• Exercise prompt:
Set out exactly every line of the entries below, starting at the line that holds "by id, skipping" and stopping after the line that holds "return the next".

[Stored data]
- Opening Delimiter -

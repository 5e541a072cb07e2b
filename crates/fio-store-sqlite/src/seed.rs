//! Loading of initial person records with explicit ids.

use std::path::Path;

use chrono::Utc;
use fio_core::{person::PersonRecord, store::PersonStore};
use serde::Deserialize;
use tracing::info;

use crate::{Result, SqliteStore};

/// One entry of a seed file. Timestamps are assigned at load time.
#[derive(Debug, Clone, Deserialize)]
pub struct SeedPerson {
  pub id:         i64,
  pub name:       String,
  pub surname:    String,
  #[serde(default)]
  pub patronymic: String,
  pub age:        i32,
  pub gender:     String,
  pub ethnicity:  String,
}

impl SqliteStore {
  /// Insert `seed` if the table is empty.
  ///
  /// Callers should run [`PersonStore::repair_sequence`] afterwards.
  ///
  /// Returns the number of inserted rows; `0` when data already existed.
  pub async fn seed(&self, seed: Vec<SeedPerson>) -> Result<usize> {
    if self.count().await? > 0 {
      info!("seed data already present, skipping");
      return Ok(0);
    }

    let now = Utc::now();
    let inserted = seed.len();
    for p in seed {
      self
        .insert_with_id(PersonRecord {
          id:         p.id,
          name:       p.name,
          surname:    p.surname,
          patronymic: p.patronymic,
          age:        p.age,
          gender:     p.gender,
          ethnicity:  p.ethnicity,
          created_at: now,
          updated_at: now,
        })
        .await?;
    }
    info!(count = inserted, "seed data inserted");
    Ok(inserted)
  }

  /// Read a JSON array of [`SeedPerson`] from `path` and pass it to
  /// [`SqliteStore::seed`].
  pub async fn seed_from_file(&self, path: impl AsRef<Path>) -> Result<usize> {
    let text = tokio::fs::read_to_string(path).await?;
    let seed: Vec<SeedPerson> = serde_json::from_str(&text)?;
    self.seed(seed).await
  }
}
//! The `PersonStore` trait.
//!
//! The trait is implemented by storage backends (e.g. `fio-store-sqlite`).
//! The workflow service and the HTTP layer depend on this abstraction, not on
//! any concrete backend.

use std::future::Future;

use crate::person::{NewPerson, PersonQuery, PersonRecord};

/// Abstraction over a table of person records.
///
/// All methods return `Send` futures so the trait can be used in multi-threaded
/// async runtimes (e.g. tokio with `axum`).
pub trait PersonStore: Send + Sync {
  type Error: std::error::Error + Send + Sync + 'static;

  /// Persist a new person. The store assigns `id`, `created_at` and
  /// `updated_at`.
  fn create(
    &self,
    input: NewPerson,
  ) -> impl Future<Output = Result<PersonRecord, Self::Error>> + Send + '_;

  /// Persist a fully-formed record, keeping its `id` and timestamps.
  ///
  /// Used for seed loading. Depending on the backend the id counter may lag
  /// behind the inserted id; call [`PersonStore::repair_sequence`] afterwards.
  fn insert_with_id(
    &self,
    record: PersonRecord,
  ) -> impl Future<Output = Result<PersonRecord, Self::Error>> + Send + '_;

  /// Retrieve a person by id. Returns `None` if not found.
  fn get(
    &self,
    id: i64,
  ) -> impl Future<Output = Result<Option<PersonRecord>, Self::Error>> + Send + '_;

  /// Overwrite every mutable column of an existing record, including
  /// `updated_at`, with the values in `record`. Returns `None` if no row with
  /// that id exists.
  fn update(
    &self,
    record: PersonRecord,
  ) -> impl Future<Output = Result<Option<PersonRecord>, Self::Error>> + Send + '_;

  /// Remove a person. Returns `false` if no row with that id existed.
  fn delete(
    &self,
    id: i64,
  ) -> impl Future<Output = Result<bool, Self::Error>> + Send + '_;

  /// List persons matching `query.filter`, ordered by id, skipping
  /// `query.offset` rows and returning at most `query.limit`.
  fn list<'a>(
    &'a self,
    query: &'a PersonQuery,
  ) -> impl Future<Output = Result<Vec<PersonRecord>, Self::Error>> + Send + 'a;

  /// Total number of stored persons.
  fn count(&self) -> impl Future<Output = Result<u64, Self::Error>> + Send + '_;

  /// Move the id generator past the current maximum id and return the next
  /// id it will hand out.
  fn repair_sequence(
    &self,
  ) -> impl Future<Output = Result<i64, Self::Error>> + Send + '_;
}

- Closing Delimiter -

• Result of the task:
  /// List persons matching `query.filter`, ordered by id, skipping
  /// `query.offset` rows and returning at most `query.limit`.
  fn list<'a>(
    &'a self,
    query: &'a PersonQuery,
  ) -> impl Future<Output = Result<Vec<PersonRecord>, Self::Error>> + Send + 'a;

  /// Total number of stored persons.
  fn count(&self) -> impl Future<Output = Result<u64, Self::Error>> + Send + '_;

  /// Move the id generator past the current maximum id and return the next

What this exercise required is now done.